A motor vehicle filled with explosives exploded outside a Mombasa hotel frequented by Israeli and other tourists, killing 13 of them. Almost simultaneously, a terrorist fired from the ground against an Israeli plane carrying Israeli tourists back to Israel. The pilot noticed the firing of the missile in time and took evasive action. The attack failed.

These three incidents showed that Kenya had become an important base for the operations of Al Qaeda. In that Kenya -- in Mombasa to be exact -- has been found Abdul Karim also known as Abdul Karim Tunda, an Indian who used to run a homeopathy medicine shop in the Ghaziabad area of Uttar Pradesh before joining the Mumbai cell of the Lashkar-e-Tayiba along with three others.

He rose to be the No 2 position in the Lashkar in India and is wanted by the police departments of many Indian states for his involvement in over 30 terrorist strikes -- most of them involving improvised explosive devices (IEDs) -- in different parts of north India since December 1992.

In January 1994, he escaped to Dhaka and started coordinating Lashkar operations in India from there. He also reportedly ran a training centre on Bangladeshi territory for training jihadi recruits from India, Bangladesh, the Arakan area of Myanmar and southern Thailand in the fabrication of IEDs.

In November 2003, rumours circulated in Bangladesh and Pakistan that Tunda had joined one of the organised crime groups of Bangladesh and had been killed in a gang war in Dhaka.

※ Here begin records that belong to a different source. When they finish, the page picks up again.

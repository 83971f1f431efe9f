//! Primary road network
//!
//! Jittered lattice of intersections whose edges are shaped into
//! terrain-following polylines. The primary graph's minimal cycles become the
//! city cells.

pub mod intersections;
pub mod shaping;

pub use intersections::{grid_dimensions, IntersectionGrid};
pub use shaping::{create_road, effective_deviation, MAX_SHAPING_STEPS};

use std::collections::BTreeMap;

use rand::Rng;
use tracing::debug;

use crate::config::RoadNetworkConfig;
use crate::error::{CityError, Result};
use crate::geometry::{cycle_pairs, distance, EdgeKey, Point, Polygon};
use crate::graph::{planar_graph_cycles, PlanarGraph};
use crate::sampling::gaussian;
use crate::terrain::HeightField;

/// Standard deviation of the city center around the terrain center, relative
/// to half the terrain side
const CITY_CENTER_SPREAD: f64 = 0.3;

/// Primary intersections, lattice graph and shaped roads
#[derive(Debug, Clone)]
pub struct RoadNetwork {
    config: RoadNetworkConfig,
    intersections: IntersectionGrid,
    graph: PlanarGraph,
    roads: BTreeMap<EdgeKey, Vec<Point>>,
    city_center: Point,
    side_length: f64,
}

impl RoadNetwork {
    /// Place intersections, connect them and shape every road over the terrain
    ///
    /// # Errors
    ///
    /// Returns `GenerationFailed` if the terrain has not been generated.
    pub fn generate<R: Rng + ?Sized>(config: RoadNetworkConfig, terrain: &HeightField, rng: &mut R) -> Result<Self> {
        if !terrain.is_generated() {
            return Err(CityError::GenerationFailed(
                "primary roads need a generated terrain".to_string(),
            ));
        }

        let side_length = terrain.side_length();
        let intersections = IntersectionGrid::place(side_length, &config, rng);
        let graph = PlanarGraph::from_edges(intersections.lattice_edges());
        debug!(
            intersections = intersections.points().len(),
            edges = graph.edge_count(),
            "placed primary intersections"
        );

        let roads: BTreeMap<EdgeKey, Vec<Point>> = graph
            .edges()
            .map(|(a, b)| (EdgeKey::new(a, b), create_road(terrain, a, b, &config)))
            .collect();
        debug!(
            roads = roads.len(),
            samples = roads.values().map(Vec::len).sum::<usize>(),
            "shaped primary roads"
        );

        // Randomly perturbed point standing for the city center
        let half = side_length / 2.0;
        let city_center = Point::new(
            half + half * gaussian(rng, 0.0, CITY_CENTER_SPREAD),
            half + half * gaussian(rng, 0.0, CITY_CENTER_SPREAD),
        );

        Ok(Self {
            config,
            intersections,
            graph,
            roads,
            city_center,
            side_length,
        })
    }

    /// Configuration used to build the network
    #[inline]
    pub fn config(&self) -> &RoadNetworkConfig {
        &self.config
    }

    /// Intersection lattice
    #[inline]
    pub fn intersections(&self) -> &IntersectionGrid {
        &self.intersections
    }

    /// High-level graph joining intersections by straight edges
    #[inline]
    pub fn graph(&self) -> &PlanarGraph {
        &self.graph
    }

    /// Shaped roads keyed by their canonical edge
    #[inline]
    pub fn roads(&self) -> &BTreeMap<EdgeKey, Vec<Point>> {
        &self.roads
    }

    /// Point cells are classified against
    #[inline]
    pub fn city_center(&self) -> Point {
        self.city_center
    }

    /// Road polyline of edge `a–b` in its stored direction
    pub fn road_for_edge(&self, a: Point, b: Point) -> Option<&[Point]> {
        self.roads.get(&EdgeKey::new(a, b)).map(Vec::as_slice)
    }

    /// Road polyline of edge `a–b` running from `a` to `b`
    pub fn oriented_road_for_edge(&self, a: Point, b: Point) -> Option<Vec<Point>> {
        let road = self.road_for_edge(a, b)?;
        let mut road = road.to_vec();
        if road.first() != Some(&a) {
            road.reverse();
        }
        Some(road)
    }

    /// Boundary of a high-level cycle traced along the actual roads
    ///
    /// Every oriented road contributes all samples but its last, which is the
    /// first sample of the next road. Edges without a road contribute their
    /// start point only.
    pub fn low_level_cycle(&self, cycle: &[Point]) -> Vec<Point> {
        let mut points = Vec::new();
        for (a, b) in cycle_pairs(cycle) {
            match self.oriented_road_for_edge(a, b) {
                Some(mut road) => {
                    road.pop();
                    points.extend(road);
                }
                None => points.push(a),
            }
        }
        points
    }

    /// Minimal cycles of the primary graph
    ///
    /// # Errors
    ///
    /// Propagates `InconsistentEmbedding` from the cycle basis extraction.
    pub fn cycles(&self) -> Result<Vec<Vec<Point>>> {
        planar_graph_cycles(self.graph.clone())
    }

    /// Distance of a cycle's vertex centroid to the city center, normalized by
    /// the terrain diagonal and divided by the urbanization factor
    pub fn remoteness(&self, cycle: &[Point], urbanization: f64) -> f64 {
        let centroid = Polygon::new(cycle.to_vec()).center();
        let diagonal = self.side_length * std::f64::consts::SQRT_2;
        distance(centroid, self.city_center) / diagonal / urbanization
    }
}

#[cfg(test)]
mod tests {
    use super::*;
    use crate::config::TerrainConfig;
    use rand::SeedableRng;
    use rand_chacha::ChaCha8Rng;

    fn network(seed: u64) -> (HeightField, RoadNetwork) {
        let mut rng = ChaCha8Rng::seed_from_u64(seed);
        let mut terrain = HeightField::new(TerrainConfig {
            resolution: 5,
            ..TerrainConfig::default()
        });
        terrain.generate(&mut rng);
        let config = RoadNetworkConfig {
            approximate_intersections: 9,
            edges_deviation: 4.0,
            step_distance: 10.0,
            snap_distance: 15.0,
            ..RoadNetworkConfig::default()
        };
        let network = RoadNetwork::generate(config, &terrain, &mut rng).unwrap();
        (terrain, network)
    }

    #[test]
    fn test_requires_generated_terrain() {
        let terrain = HeightField::new(TerrainConfig::default());
        let result = RoadNetwork::generate(RoadNetworkConfig::default(), &terrain, &mut ChaCha8Rng::seed_from_u64(0));
        assert!(matches!(result, Err(CityError::GenerationFailed(_))));
    }

    #[test]
    fn test_lattice_network() {
        let (_, network) = network(7);
        assert_eq!(network.intersections().points().len(), 9);
        assert_eq!(network.graph().node_count(), 9);
        assert_eq!(network.graph().edge_count(), 12);
        assert_eq!(network.roads().len(), 12);

        for (a, b) in network.graph().edges() {
            let road = network.road_for_edge(a, b).unwrap();
            assert!(road.len() >= 2);
            assert!(distance(road[0], a) <= 15.0 || distance(road[0], b) <= 15.0);
        }
        assert_eq!(network.cycles().unwrap().len(), 4);
    }

    #[test]
    fn test_oriented_road() {
        let (_, network) = network(3);
        let (a, b) = network.graph().edges().next().unwrap();
        let forward = network.oriented_road_for_edge(a, b).unwrap();
        let backward = network.oriented_road_for_edge(b, a).unwrap();
        assert_eq!(forward[0], a);
        assert_eq!(*forward.last().unwrap(), b);
        assert_eq!(backward[0], b);
        let mut reversed = backward.clone();
        reversed.reverse();
        assert_eq!(forward, reversed);
    }

    #[test]
    fn test_low_level_cycle_runs_along_roads() {
        let (_, network) = network(5);
        let cycle = network.cycles().unwrap().remove(0);
        let low = network.low_level_cycle(&cycle);
        let expected: usize = cycle_pairs(&cycle)
            .map(|(a, b)| network.road_for_edge(a, b).unwrap().len() - 1)
            .sum();
        assert_eq!(low.len(), expected);
        for corner in &cycle {
            assert!(low.contains(corner));
        }
    }

    #[test]
    fn test_deterministic() {
        let (_, a) = network(42);
        let (_, b) = network(42);
        assert_eq!(a.intersections(), b.intersections());
        assert_eq!(a.roads(), b.roads());
        assert_eq!(a.city_center(), b.city_center());
    }

    #[test]
    fn test_remoteness_scaled_by_urbanization() {
        let (_, network) = network(1);
        let cycle = network.cycles().unwrap().remove(0);
        let base = network.remoteness(&cycle, 1.0);
        assert!((network.remoteness(&cycle, 2.0) - base / 2.0).abs() < 1e-12);
    }
}
//! Lot subdivision and building data
//!
//! A block is cut recursively between the midpoints of its longest edge and
//! the edge most parallel to it. Pieces that no longer touch a road are
//! dropped; pieces below the minimal area become lots when they are simple
//! and have no needle-sharp vertex.

use std::collections::BTreeSet;

use rand::Rng;

#[cfg(feature = "serde")]
use serde::{Deserialize, Serialize};

use crate::cell::CellProfile;
use crate::geometry::{cycle_pairs, distance_squared, EdgeKey, Point, Polygon};

/// Fill ratio above which a lot counts as rectangular
pub const NEAR_RECTANGULAR_RATIO: f64 = 0.85;

/// Kind of building placed on a lot
#[cfg_attr(feature = "serde", derive(Serialize, Deserialize))]
#[derive(Debug, Clone, Copy, PartialEq, Eq, Hash)]
pub enum BuildingArchetype {
    /// Fractal tower on a rectangular base
    Skyscraper,
    /// Extruded tower following the lot outline
    Office,
    /// Low house following the lot outline
    House,
}

impl BuildingArchetype {
    /// Archetype allowed for a lot in a cell of the given profile
    ///
    /// Skyscrapers need a near-rectangular lot.
    pub fn choose<R: Rng + ?Sized>(profile: CellProfile, near_rectangular: bool, rng: &mut R) -> Option<Self> {
        match profile {
            CellProfile::Urban if near_rectangular => Some(Self::Skyscraper),
            CellProfile::Urban => Some(Self::Office),
            CellProfile::Suburban => {
                if rng.gen_bool(0.5) {
                    Some(Self::House)
                } else {
                    Some(Self::Office)
                }
            }
            CellProfile::Rural => Some(Self::House),
            CellProfile::Lake => None,
        }
    }
}

/// Oriented bounding rectangle of a lot
#[cfg_attr(feature = "serde", derive(Serialize, Deserialize))]
#[derive(Debug, Clone, Copy, PartialEq)]
pub struct RectanglePose {
    /// Extent along the longest edge, then across it
    pub dimensions: (f64, f64),
    /// Rectangle center in world coordinates
    pub center: Point,
    /// Angle of the longest edge (radians, counterclockwise from +x)
    pub rotation: f64,
}

/// Road-fronting piece of a block
#[cfg_attr(feature = "serde", derive(Serialize, Deserialize))]
#[derive(Debug, Clone, PartialEq)]
pub struct Lot {
    polygon: Polygon,
    outer: Vec<bool>,
    archetype: Option<BuildingArchetype>,
}

impl Lot {
    /// Create a lot from its outline and per-edge road adjacency
    pub fn new(polygon: Polygon, outer: Vec<bool>) -> Self {
        Self {
            polygon,
            outer,
            archetype: None,
        }
    }

    /// Outline of the lot
    #[inline]
    pub fn polygon(&self) -> &Polygon {
        &self.polygon
    }

    /// `outer_edges()[i]` tells whether edge `i` fronts a road
    #[inline]
    pub fn outer_edges(&self) -> &[bool] {
        &self.outer
    }

    /// Building kind placed on this lot
    #[inline]
    pub fn archetype(&self) -> Option<BuildingArchetype> {
        self.archetype
    }

    /// Assign the building kind
    pub fn set_archetype(&mut self, archetype: Option<BuildingArchetype>) {
        self.archetype = archetype;
    }

    /// Outline shrunk by `setback`, or `None` if that degenerates it
    pub fn footprint(&self, setback: f64) -> Option<Polygon> {
        let footprint = self.polygon.contracted(setback);
        if footprint.number_of_vertices() != self.polygon.number_of_vertices() || footprint.number_of_vertices() < 3 {
            return None;
        }
        // An over-contracted ring keeps its orientation but flips its edges
        let edges_kept = self.polygon.edges().zip(footprint.edges()).all(|((a, b), (c, d))| {
            (b.vec() - a.vec()).dot(d.vec() - c.vec()) > 0.0
        });
        let valid = edges_kept
            && footprint.is_simple()
            && footprint.is_clockwise() == self.polygon.is_clockwise()
            && footprint.area() < self.polygon.area();
        valid.then_some(footprint)
    }

    /// Bounding rectangle aligned with the longest edge
    pub fn rectangle_pose(&self) -> Option<RectanglePose> {
        let (a, b) = self
            .polygon
            .edges()
            .fold(None, |best: Option<(Point, Point)>, edge| match best {
                Some(best) if distance_squared(best.0, best.1) >= distance_squared(edge.0, edge.1) => Some(best),
                _ => Some(edge),
            })?;
        let rotation = (b.y - a.y).atan2(b.x - a.x);
        let (sin, cos) = rotation.sin_cos();

        // Vertices in the frame of the longest edge
        let local: Vec<(f64, f64)> = self
            .polygon
            .vertices()
            .iter()
            .map(|p| (p.x * cos + p.y * sin, -p.x * sin + p.y * cos))
            .collect();
        let (min_u, max_u, min_v, max_v) = local.iter().fold(
            (f64::INFINITY, f64::NEG_INFINITY, f64::INFINITY, f64::NEG_INFINITY),
            |(a, b, c, d), &(u, v)| (a.min(u), b.max(u), c.min(v), d.max(v)),
        );

        let (cu, cv) = ((min_u + max_u) / 2.0, (min_v + max_v) / 2.0);
        Some(RectanglePose {
            dimensions: (max_u - min_u, max_v - min_v),
            center: Point::new(cu * cos - cv * sin, cu * sin + cv * cos),
            rotation,
        })
    }

    /// Check if the lot fills at least [`NEAR_RECTANGULAR_RATIO`] of its
    /// bounding rectangle
    pub fn is_near_rectangular(&self) -> bool {
        match self.rectangle_pose() {
            Some(pose) => {
                let rect_area = pose.dimensions.0 * pose.dimensions.1;
                rect_area > 0.0 && self.polygon.area() / rect_area >= NEAR_RECTANGULAR_RATIO
            }
            None => false,
        }
    }
}

/// Result of subdividing one block
#[derive(Debug, Clone, Default)]
pub struct Subdivision {
    /// Accepted lots, without archetypes
    pub lots: Vec<Lot>,
    /// Deepest recursion level reached
    pub max_depth_reached: usize,
}

/// Recursive lot splitter
#[derive(Debug, Clone, Copy, PartialEq)]
pub struct LotSubdivider {
    /// Pieces below this area stop being cut
    pub minimal_area: f64,
    /// Smallest angle allowed between the two edges at a lot vertex
    pub minimal_angle: f64,
    /// Recursion depth cap
    pub max_depth: usize,
}

impl Default for LotSubdivider {
    fn default() -> Self {
        Self {
            minimal_area: 100.0,
            minimal_angle: 0.3 * std::f64::consts::PI,
            max_depth: 20,
        }
    }
}

impl LotSubdivider {
    /// Split a block outline into lots
    ///
    /// `outer_edges` holds the edges adjacent to a road.
    pub fn subdivide(&self, outline: &Polygon, outer_edges: BTreeSet<EdgeKey>) -> Subdivision {
        let mut result = Subdivision::default();
        self.split(outline.vertices().to_vec(), outer_edges, 1, &mut result);
        result
    }

    fn split(&self, lot: Vec<Point>, mut outer: BTreeSet<EdgeKey>, depth: usize, result: &mut Subdivision) {
        result.max_depth_reached = result.max_depth_reached.max(depth);

        let edges: Vec<(Point, Point)> = cycle_pairs(&lot).collect();
        if !edges.iter().any(|&e| outer.contains(&EdgeKey::from(e))) {
            // Locked in: no road access
            return;
        }

        let polygon = Polygon::new(lot);
        if polygon.area() < self.minimal_area {
            if polygon.is_simple() && min_vertex_angle(polygon.vertices()) > self.minimal_angle {
                let flags = edges.iter().map(|&e| outer.contains(&EdgeKey::from(e))).collect();
                result.lots.push(Lot::new(polygon, flags));
            }
            return;
        }

        let n = polygon.number_of_vertices();
        if n < 3 || depth > self.max_depth {
            return;
        }

        let lengths: Vec<f64> = edges.iter().map(|&(a, b)| distance_squared(a, b)).collect();
        let mut longest = 0;
        for (i, &length) in lengths.iter().enumerate() {
            if length > lengths[longest] {
                longest = i;
            }
        }

        let longest_vec = edges[longest].1.vec() - edges[longest].0.vec();
        let parallelity = |i: usize| {
            let v = edges[i].1.vec() - edges[i].0.vec();
            let norm = v.length() * longest_vec.length();
            if norm == 0.0 {
                0.0
            } else {
                (v.dot(longest_vec) / norm).abs()
            }
        };
        let mut opposed = None;
        for i in (0..n).filter(|&i| i != longest) {
            match opposed {
                Some(best) if parallelity(i) <= parallelity(best) => {}
                _ => opposed = Some(i),
            }
        }
        let Some(opposed) = opposed else { return };

        let midpoint = |(a, b): (Point, Point)| Point::from(a.vec().lerp(b.vec(), 0.5));
        let longest_p = midpoint(edges[longest]);
        let opposed_p = midpoint(edges[opposed]);

        for (i, p) in [(longest, longest_p), (opposed, opposed_p)] {
            let (a, b) = edges[i];
            if outer.remove(&EdgeKey::new(a, b)) {
                outer.insert(EdgeKey::new(a, p));
                outer.insert(EdgeKey::new(p, b));
            }
        }

        let ((first_i, first_p), (second_i, second_p)) = if longest < opposed {
            ((longest, longest_p), (opposed, opposed_p))
        } else {
            ((opposed, opposed_p), (longest, longest_p))
        };

        let vertices = polygon.into_vertices();
        let mut sublot1 = vec![second_p];
        sublot1.extend_from_slice(&vertices[second_i + 1..]);
        sublot1.extend_from_slice(&vertices[..=first_i]);
        sublot1.push(first_p);

        let mut sublot2 = vec![first_p];
        sublot2.extend_from_slice(&vertices[first_i + 1..=second_i]);
        sublot2.push(second_p);

        self.split(sublot1, outer.clone(), depth + 1, result);
        self.split(sublot2, outer, depth + 1, result);
    }
}

/// Smallest angle between the two edges meeting at any vertex
///
/// Zero-length edges count as a zero angle.
pub fn min_vertex_angle(vertices: &[Point]) -> f64 {
    let n = vertices.len();
    if n < 3 {
        return 0.0;
    }
    (0..n)
        .map(|i| {
            let here = vertices[i].vec();
            let to_prev = vertices[(i + n - 1) % n].vec() - here;
            let to_next = vertices[(i + 1) % n].vec() - here;
            let norm = to_prev.length() * to_next.length();
            if norm == 0.0 {
                0.0
            } else {
                (to_prev.dot(to_next) / norm).clamp(-1.0, 1.0).acos()
            }
        })
        .fold(f64::INFINITY, f64::min)
}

However, Abdul Razzak Masood, the alleged Lashkar chief coordinator in Dubai, who was arrested by the Delhi police in August 2005, claimed during his interrogation that Tunda was alive and living with his two wives and two sons in a house near the Lashkar headquarters at Muridke in Pakistani Punjab.

He also reportedly disclosed that in Dhaka, Tunda used to call himself Abdur Rehman or Suleiman and was known in the local jihadi circles as Baba. He also claimed that Tunda had started a centre in Dhaka for research into the fabrication of explosive devices. It was also reported that he was experimenting often with chemicals.

Since Tunda was wanted for trial in India in over 30 cases of terrorism, his name had been circulated by the Interpol in its periodic red alerts issued to member-countries, requesting them to look for him in their territory, arrest him, if found, and inform the Government of India. Neither the governments of Bangladesh nor that of Pakistan acted on these alerts.

Quoting Kenyan authorities, a foreign news agency reported on July 21, 2006 that Kenyan authorities had arrested Tunda in Mombasa on the basis of an Interpol alert. It was not clear whether the reference is to the past alerts or to any alert which might have been issued after the Mumbai blasts of July 11, 2006.

If the Kenyan authorities hand him over to India, it would be an important breakthrough for Indian intelligence and security agencies in their fight against jihadi terrorism in general and the Lashkar in particular. He would have a wealth of information on both these subjects.

It would be premature to say what role he might have had in the planning and execution of the 11/7 blasts. The details would come out only when he is interrogated.

There are a number of questions without answers so far: where did the Kenyan authorities arrest him -- at the airport on his arrival or in the town after his arrival? If he was arrested on his arrival, where was he coming from? If he was arrested in the town, when and from where he had reached Mombasa?

After the Mumbai blasts of March 12, 1993, all those involved escaped to Karachi via Dubai or Kathmandu. Pakistan's Inter-Services Intelligence had them all shifted to Bangkok. It kept them there in different hotels for some weeks and brought them back to Karachi only after the diplomatic and journalistic interest in the case had died down.

Has it done a similar thing in respect of the terrorists involved in the planning and/or execution of the 11/7 blasts and moved them to Mombasa and other places? Was Tunda moved as part of this exercise? If so, who are the others who might have been similarly moved? Where are they now? Are there any other terrorists hiding in Mombasa as part of this exercise?

These questions need a thorough probing.